Ia memutuskan untuk pulang.
Ketika kami tiba, aku membiarkannya masuk ke rumah terlebih dahulu, lalu aku masuk setelah memarkir motorku.
Aku mandi, lalu mengganti pakaianku. Membuat teh hangat untukku dan untuknya, setelah itu
mengantarkannya ke kamar kami. Dia sudah selesai mandi duduk di atas tempat tidur kami.
“Mas, dingin banget ya di luar. Mas jangan pergi lagi ya. Aku takut kalo ga ada Mas,” katanya sambil memelukku.
“Iya, Mas ga akan ke mana-mana. Mas di sini terus kok. Deket kamu. Ini diminum tehnya,” dan diambilnya teh hangat itu.
Dia tertidur dipelukanku. Kukecup keningnya.
Hari ini ia minta diantar mencari alamat yang katanya adalah alamat perempuan yang merebut suaminya.

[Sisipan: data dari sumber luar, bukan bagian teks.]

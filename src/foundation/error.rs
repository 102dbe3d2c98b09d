pub type QuoteResult<T> = Result<T, QuoteError>;

/// Every failure the engine, the font cache and the bot transport can report.
///
/// The `Display` output is meant to be shown to end users as-is.
#[derive(thiserror::Error, Debug)]
pub enum QuoteError {
    #[error("invalid hex color: {0}")]
    InvalidHexColor(String),

    #[error("palette '{0}' not found")]
    UnknownPalette(String),

    #[error("unknown font '{0}'")]
    UnknownFont(String),

    #[error("font unavailable: {0}")]
    FontUnavailable(String),

    #[error("failed to write image: {0}")]
    RenderIo(String),

    #[error("validation error: {0}")]
    Validation(String),

    #[error("transport error: {0}")]
    Transport(String),

    #[error(transparent)]
    Other(#[from] anyhow::Error),
}

impl QuoteError {
    pub fn invalid_hex(msg: impl Into<String>) -> Self {
        Self::InvalidHexColor(msg.into())
    }

    pub fn unknown_palette(name: impl Into<String>) -> Self {
        Self::UnknownPalette(name.into())
    }

    pub fn unknown_font(name: impl Into<String>) -> Self {
        Self::UnknownFont(name.into())
    }

    pub fn font_unavailable(msg: impl Into<String>) -> Self {
        Self::FontUnavailable(msg.into())
    }

    pub fn render_io(msg: impl Into<String>) -> Self {
        Self::RenderIo(msg.into())
    }

    pub fn validation(msg: impl Into<String>) -> Self {
        Self::Validation(msg.into())
    }

    pub fn transport(msg: impl Into<String>) -> Self {
        Self::Transport(msg.into())
    }
}

#[cfg(test)]
#[path = "../../tests/unit/foundation/error.rs"]
mod tests;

Dia pergi ke ujung gang dan mencari tukang ojek. Aku terpaksa harus pulang dari kantorku karena tukang ojek di ujung gang kami menelponku, lalu mengantarkannya ke tempat aku menunggu. Aku bilang aku yang akan meneruskan tugas tukang ojek yang mengantarnya tadi. Dan ini bukan pertama kalinya ia begini.
Kemarin ia menghilang, dan kami semua mencarinya. Aku menemukannya di sebuah teras ruko kosong sedang menangis. Ruko yang tadi kami singgah sebentar untuk berteduh. Dan ia tak langsung ingat aku siapa ketika kami tiba di rumah. Tak seperti hari ini.
Entahlah, besok kira-kira akan seperti apa jadinya. Entah sampai kapan ini harus terjadi. Ini salahku. Aku pernah meninggalkannya selama beberapa bulan karena tertarik dengan perempuan lain. Aku tidak pernah tahu akan jadi begini.